◆ Problem ◆
Retype verbatim the lines of the listing, from the very first through the line with "until the next cycle".

◆ Dataset records ◆
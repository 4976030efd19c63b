//! The polling loop: fetch, dedup, enqueue, deliver, commit.
//!
//! One background task per process runs cycles on a fixed period. Control
//! calls ([`Poller::start`], [`Poller::request_stop`], [`Poller::status`])
//! come from a different task and only touch the shared session state under
//! a lock, so every status read is a consistent snapshot.
//!
//! # Lifecycle
//!
//! ```text
//! Idle --start--> Starting --first cycle--> Running
//!   ^                 |                        |
//!   +------stop-------+-----------stop---------+
//! ```
//!
//! Stopping flips a `watch` flag the task checks at the top of every cycle
//! and while sleeping, so the loop exits within one in-flight step.
//!
//! # Per-source Cycle
//!
//! 1. Fetch the latest item under the fetch timeout; failures are logged and
//!    the source is skipped until the next cycle
//! 2. If the dedup store calls the item new, append it to the source queue
//! 3. Deliver queued items oldest first; on success remove the head and
//!    commit its id, on failure stop and leave the rest pending
//!
//! Sources run concurrently within a cycle; sends are serialized.

use crate::delivery::DeliverySink;
use crate::models::{Item, SourceInfo};
use crate::queue::PendingQueue;
use crate::sources::NewsSource;
use crate::store::DedupStore;
use crate::utils::format_duration;
use chrono::{Local, TimeDelta};
use futures::future::join_all;
use std::ops::AddAssign;
use std::sync::{Arc, Mutex, MutexGuard};
use std::time::Duration;
use tokio::sync::watch;
use tokio::task::JoinHandle;
use tokio::time::{Instant, sleep, timeout};
use tracing::{debug, error, info, instrument, warn};

/// Settings for the polling loop.
#[derive(Debug, Clone)]
pub struct PollerConfig {
    /// Time between the starts of two cycles.
    pub period: Duration,
    /// Budget for one source's fetch, retries included.
    pub fetch_timeout: Duration,
    /// Where the sink sends messages (a chat id).
    pub destination: String,
    /// Fetch and include the article body in each message.
    pub include_body: bool,
}

#[derive(Debug, Clone, Copy, PartialEq, Eq)]
pub enum Phase {
    Idle,
    /// Task scheduled, first cycle not begun.
    Starting,
    Running,
}

#[derive(Debug, Clone, Copy, PartialEq, Eq)]
pub enum StartOutcome {
    AlreadyRunning,
    /// The first cycle begins after `delay`.
    Started { delay: Duration },
}

/// Consistent snapshot of the loop state.
#[derive(Debug, Clone, Copy, PartialEq, Eq)]
pub struct Status {
    pub phase: Phase,
    /// Time left before the first cycle, while starting.
    pub starts_in: Option<Duration>,
    /// Time since the first cycle was due, once it is.
    pub running_for: Option<Duration>,
}

/// Counters for one cycle across all sources.
#[derive(Debug, Clone, Copy, Default, PartialEq, Eq)]
pub struct CycleReport {
    pub fetched: usize,
    pub enqueued: usize,
    pub delivered: usize,
    pub failed_deliveries: usize,
    pub fetch_errors: usize,
}

impl AddAssign for CycleReport {
    fn add_assign(&mut self, other: Self) {
        self.fetched += other.fetched;
        self.enqueued += other.enqueued;
        self.delivered += other.delivered;
        self.failed_deliveries += other.failed_deliveries;
        self.fetch_errors += other.fetch_errors;
    }
}

/// How long a fresh start must wait so two cycles never begin less than one
/// period apart.
pub fn restart_delay(period: Duration, since_last_cycle: Option<Duration>) -> Duration {
    match since_last_cycle {
        Some(elapsed) if elapsed < period => period - elapsed,
        _ => Duration::ZERO,
    }
}

struct SourceSlot {
    source: Arc<dyn NewsSource>,
    queue: tokio::sync::Mutex<PendingQueue>,
}

struct Session {
    phase: Phase,
    /// When the first cycle of the current run is due.
    scheduled_at: Option<Instant>,
    last_cycle_at: Option<Instant>,
    cancel: Option<watch::Sender<bool>>,
    task: Option<JoinHandle<()>>,
    generation: u64,
}

struct Inner {
    config: PollerConfig,
    sources: Vec<SourceSlot>,
    store: DedupStore,
    sink: Arc<dyn DeliverySink>,
    send_lock: tokio::sync::Mutex<()>,
    session: Mutex<Session>,
}

/// Handle to the polling loop; cheap to clone.
#[derive(Clone)]
pub struct Poller {
    inner: Arc<Inner>,
}

impl Poller {
    pub fn new(
        config: PollerConfig,
        sources: Vec<Arc<dyn NewsSource>>,
        store: DedupStore,
        sink: Arc<dyn DeliverySink>,
    ) -> Self {
        let sources = sources
            .into_iter()
            .map(|source| SourceSlot {
                source,
                queue: tokio::sync::Mutex::new(PendingQueue::new()),
            })
            .collect();
        Self {
            inner: Arc::new(Inner {
                config,
                sources,
                store,
                sink,
                send_lock: tokio::sync::Mutex::new(()),
                session: Mutex::new(Session {
                    phase: Phase::Idle,
                    scheduled_at: None,
                    last_cycle_at: None,
                    cancel: None,
                    task: None,
                    generation: 0,
                }),
            }),
        }
    }

    pub fn sources(&self) -> Vec<SourceInfo> {
        self.inner.sources.iter().map(|slot| slot.source.info()).collect()
    }

    /// Schedule the background loop.
    ///
    /// If the previous run's last cycle began less than one period ago, the
    /// first cycle is delayed by the remainder. A task still finishing its
    /// in-flight step from an earlier run is awaited before the new one
    /// starts its first cycle.
    pub fn start(&self) -> StartOutcome {
        let mut session = self.inner.lock_session();
        if session.phase != Phase::Idle {
            return StartOutcome::AlreadyRunning;
        }

        let now = Instant::now();
        let delay = restart_delay(
            self.inner.config.period,
            session.last_cycle_at.map(|t| now.saturating_duration_since(t)),
        );
        let (tx, rx) = watch::channel(false);
        session.generation += 1;
        session.phase = Phase::Starting;
        session.scheduled_at = Some(now + delay);
        session.cancel = Some(tx);

        let previous = session.task.take();
        let generation = session.generation;
        let inner = self.inner.clone();
        session.task = Some(tokio::spawn(run_loop(inner, generation, delay, previous, rx)));

        let first_cycle_at = Local::now() + TimeDelta::from_std(delay).unwrap_or_default();
        info!(
            generation,
            delay = %format_duration(delay),
            first_cycle_at = %first_cycle_at.format("%Y-%m-%d %H:%M:%S"),
            "Polling scheduled"
        );
        StartOutcome::Started { delay }
    }

    /// Ask the loop to stop without waiting for it.
    ///
    /// # Returns
    ///
    /// `false` if the loop was not running.
    pub fn request_stop(&self) -> bool {
        let mut session = self.inner.lock_session();
        if session.phase == Phase::Idle {
            return false;
        }
        if let Some(cancel) = &session.cancel {
            cancel.send_replace(true);
        }
        session.phase = Phase::Idle;
        session.scheduled_at = None;
        info!(generation = session.generation, "Polling stop requested");
        true
    }

    /// Stop the loop and wait for the background task to exit.
    pub async fn stop_and_join(&self) -> bool {
        let was_running = self.request_stop();
        let task = self.inner.lock_session().task.take();
        if let Some(task) = task {
            if let Err(e) = task.await {
                error!(error = %e, "Polling task ended abnormally");
            }
        }
        was_running
    }

    pub fn is_running(&self) -> bool {
        self.inner.lock_session().phase != Phase::Idle
    }

    pub fn status(&self) -> Status {
        let session = self.inner.lock_session();
        let now = Instant::now();
        let (starts_in, running_for) = match (session.phase, session.scheduled_at) {
            (Phase::Idle, _) | (_, None) => (None, None),
            (_, Some(at)) if at > now => (Some(at - now), None),
            (_, Some(at)) => (None, Some(now - at)),
        };
        Status {
            phase: session.phase,
            starts_in,
            running_for,
        }
    }

    /// Run one cycle over every source.
    pub async fn run_cycle(&self) -> CycleReport {
        self.inner.run_cycle().await
    }
}

async fn run_loop(
    inner: Arc<Inner>,
    generation: u64,
    delay: Duration,
    previous: Option<JoinHandle<()>>,
    mut cancel: watch::Receiver<bool>,
) {
    if let Some(previous) = previous {
        debug!("Waiting for the previous polling task to finish");
        let _ = previous.await;
    }
    if !delay.is_zero() && sleep_or_cancel(&mut cancel, delay).await {
        info!(generation, "Polling cancelled before the first cycle");
        return;
    }

    loop {
        if *cancel.borrow() {
            break;
        }
        inner.mark_cycle_start(generation);
        let report = inner.run_cycle().await;
        info!(
            generation,
            fetched = report.fetched,
            enqueued = report.enqueued,
            delivered = report.delivered,
            failed_deliveries = report.failed_deliveries,
            fetch_errors = report.fetch_errors,
            "Cycle complete"
        );
        if sleep_or_cancel(&mut cancel, inner.config.period).await {
            break;
        }
    }
    info!(generation, "Polling loop exited");
}

/// Sleep for `duration` unless cancelled first.
///
/// # Returns
///
/// `true` if the loop should exit.
async fn sleep_or_cancel(cancel: &mut watch::Receiver<bool>, duration: Duration) -> bool {
    if *cancel.borrow() {
        return true;
    }
    let sleeper = sleep(duration);
    tokio::pin!(sleeper);
    loop {
        tokio::select! {
            _ = &mut sleeper => return *cancel.borrow(),
            changed = cancel.changed() => {
                // A dropped sender means the run was replaced.
                if changed.is_err() || *cancel.borrow() {
                    return true;
                }
            }
        }
    }
}

impl Inner {
    fn lock_session(&self) -> MutexGuard<'_, Session> {
        self.session.lock().unwrap_or_else(|p| p.into_inner())
    }

    fn mark_cycle_start(&self, generation: u64) {
        let mut session = self.lock_session();
        session.last_cycle_at = Some(Instant::now());
        if session.generation == generation && session.phase == Phase::Starting {
            session.phase = Phase::Running;
        }
    }

    #[instrument(level = "info", skip_all, fields(sources = self.sources.len()))]
    async fn run_cycle(&self) -> CycleReport {
        let reports = join_all(self.sources.iter().map(|slot| self.poll_source(slot))).await;
        let mut total = CycleReport::default();
        for report in reports {
            total += report;
        }
        total
    }

    #[instrument(level = "info", skip_all, fields(source = %slot.source.name()))]
    async fn poll_source(&self, slot: &SourceSlot) -> CycleReport {
        let mut report = CycleReport::default();
        let name = slot.source.name();

        let fetched = match timeout(self.config.fetch_timeout, slot.source.fetch_latest()).await {
            Ok(Ok(item)) => item,
            Ok(Err(e)) => {
                warn!(error = %e, "Fetch failed; skipping source this cycle");
                report.fetch_errors += 1;
                None
            }
            Err(_) => {
                warn!(timeout = ?self.config.fetch_timeout, "Fetch timed out; skipping source this cycle");
                report.fetch_errors += 1;
                None
            }
        };

        let mut queue = slot.queue.lock().await;
        if let Some(item) = fetched {
            report.fetched += 1;
            match self.store.is_new(name, &item.id, &queue).await {
                Ok(true) => {
                    info!(item = %item, "New item");
                    if queue.enqueue(item) {
                        report.enqueued += 1;
                    }
                }
                Ok(false) => debug!(id = %item.id, "Item already seen"),
                Err(e) => error!(error = %e, "Cannot read last announced id; not enqueuing"),
            }
        }

        self.drain(slot, &mut queue, &mut report).await;
        report
    }

    /// Deliver pending items oldest first until the queue is empty or a send
    /// fails.
    async fn drain(&self, slot: &SourceSlot, queue: &mut PendingQueue, report: &mut CycleReport) {
        let name = slot.source.name();
        while let Some(item) = queue.peek_oldest().cloned() {
            let body = if self.config.include_body {
                self.body_for(slot, &item).await
            } else {
                None
            };
            let text = item.message(body.as_deref());

            let sent = {
                let _guard = self.send_lock.lock().await;
                self.sink.send(&self.config.destination, &text).await
            };
            if let Err(e) = sent {
                warn!(id = %item.id, retryable = e.is_retryable(), error = %e, "Delivery failed; item stays pending");
                report.failed_deliveries += 1;
                break;
            }

            if let Err(e) = queue.commit_oldest() {
                error!(error = %e, "Queue emptied during delivery");
                break;
            }
            report.delivered += 1;
            if let Err(e) = self.store.commit(name, &item.id).await {
                error!(id = %item.id, error = %e, "Delivered but not persisted; may repeat after restart");
            }
            info!(id = %item.id, pending = queue.len(), "Item delivered");
        }
        if !queue.is_empty() {
            debug!(pending = queue.len(), "Items left for the next cycle");
        }
    }

    /// Article body for `item`, or `None` if it cannot be had.
    async fn body_for(&self, slot: &SourceSlot, item: &Item) -> Option<String> {
        match timeout(self.config.fetch_timeout, slot.source.fetch_body(&item.link)).await {
            Ok(Ok(body)) => body,
            Ok(Err(e)) => {
                warn!(id = %item.id, error = %e, "Body unavailable; posting headline only");
                None
            }
            Err(_) => {
                warn!(id = %item.id, "Body fetch timed out; posting headline only");
                None
            }
        }
    }
}
//! Command-line interface definitions for News Relay.
//!
//! Polling settings and the source list live in the YAML config; the command
//! line only says where that file and the state directory are, and how to
//! reach the outside world. Secrets are read from the environment.

use clap::Parser;

/// Command-line arguments for the News Relay application.
///
/// # Examples
///
/// ```sh
/// # Poll and post to Telegram
/// TELEGRAM_TOKEN=123:abc TELEGRAM_CHAT_ID=-100123 news_relay -c sources.yaml -s ./state
///
/// # Browser sources through a local chromedriver, log instead of posting
/// news_relay -c sources.yaml --webdriver-url http://localhost:9515 --dry-run
/// ```
#[derive(Parser, Debug)]
#[command(author, version, about)]
pub struct Cli {
    /// Path to the YAML config with polling settings and sources
    #[arg(short, long, default_value = "sources.yaml")]
    pub config: String,

    /// Directory holding the last announced id per source
    #[arg(short, long, env = "NEWS_RELAY_STATE_DIR", default_value = "./state")]
    pub state_dir: String,

    /// Wait for a `start` command instead of polling right away
    #[arg(long)]
    pub no_autostart: bool,

    /// WebDriver endpoint for `browser` sources (chromedriver, geckodriver, Selenium)
    #[arg(long, env = "WEBDRIVER_URL")]
    pub webdriver_url: Option<String>,

    /// Telegram bot token
    #[arg(long, env = "TELEGRAM_TOKEN", hide_env_values = true)]
    pub telegram_token: Option<String>,

    /// Chat or channel id messages are posted to
    #[arg(long, env = "TELEGRAM_CHAT_ID")]
    pub telegram_chat_id: Option<String>,

    /// Log messages instead of sending them
    #[arg(long)]
    pub dry_run: bool,
}

#[cfg(test)]
mod tests {
    use super::*;

    #[test]
    fn test_cli_parsing() {
        let cli = Cli::parse_from([
            "news_relay",
            "--config",
            "./relay.yaml",
            "--state-dir",
            "/var/lib/news_relay",
            "--no-autostart",
            "--dry-run",
        ]);

        assert_eq!(cli.config, "./relay.yaml");
        assert_eq!(cli.state_dir, "/var/lib/news_relay");
        assert!(cli.no_autostart);
        assert!(cli.dry_run);
    }

    #[test]
    fn test_cli_short_flags() {
        let cli = Cli::parse_from(["news_relay", "-c", "/tmp/s.yaml", "-s", "/tmp/state"]);

        assert_eq!(cli.config, "/tmp/s.yaml");
        assert_eq!(cli.state_dir, "/tmp/state");
        assert!(!cli.no_autostart);
    }

    #[test]
    fn test_cli_webdriver_flag() {
        let cli = Cli::parse_from(["news_relay", "--webdriver-url", "http://localhost:9515"]);
        assert_eq!(cli.webdriver_url.as_deref(), Some("http://localhost:9515"));
    }
}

◆ Final answer ◆
repository 4976030efd19c63b
//! The polling loop: fetch, dedup, enqueue, deliver, commit.
//!
//! One background task per process runs cycles on a fixed period. Control
//! calls ([`Poller::start`], [`Poller::request_stop`], [`Poller::status`])
//! come from a different task and only touch the shared session state under
//! a lock, so every status read is a consistent snapshot.
//!
//! # Lifecycle
//!
//! ```text
//! Idle --start--> Starting --first cycle--> Running
//!   ^                 |                        |
//!   +------stop-------+-----------stop---------+
//! ```
//!
//! Stopping flips a `watch` flag the task checks at the top of every cycle
//! and while sleeping, so the loop exits within one in-flight step.
//!
//! # Per-source Cycle
//!
//! 1. Fetch the latest item under the fetch timeout; failures are logged and
//!    the source is skipped until the next cycle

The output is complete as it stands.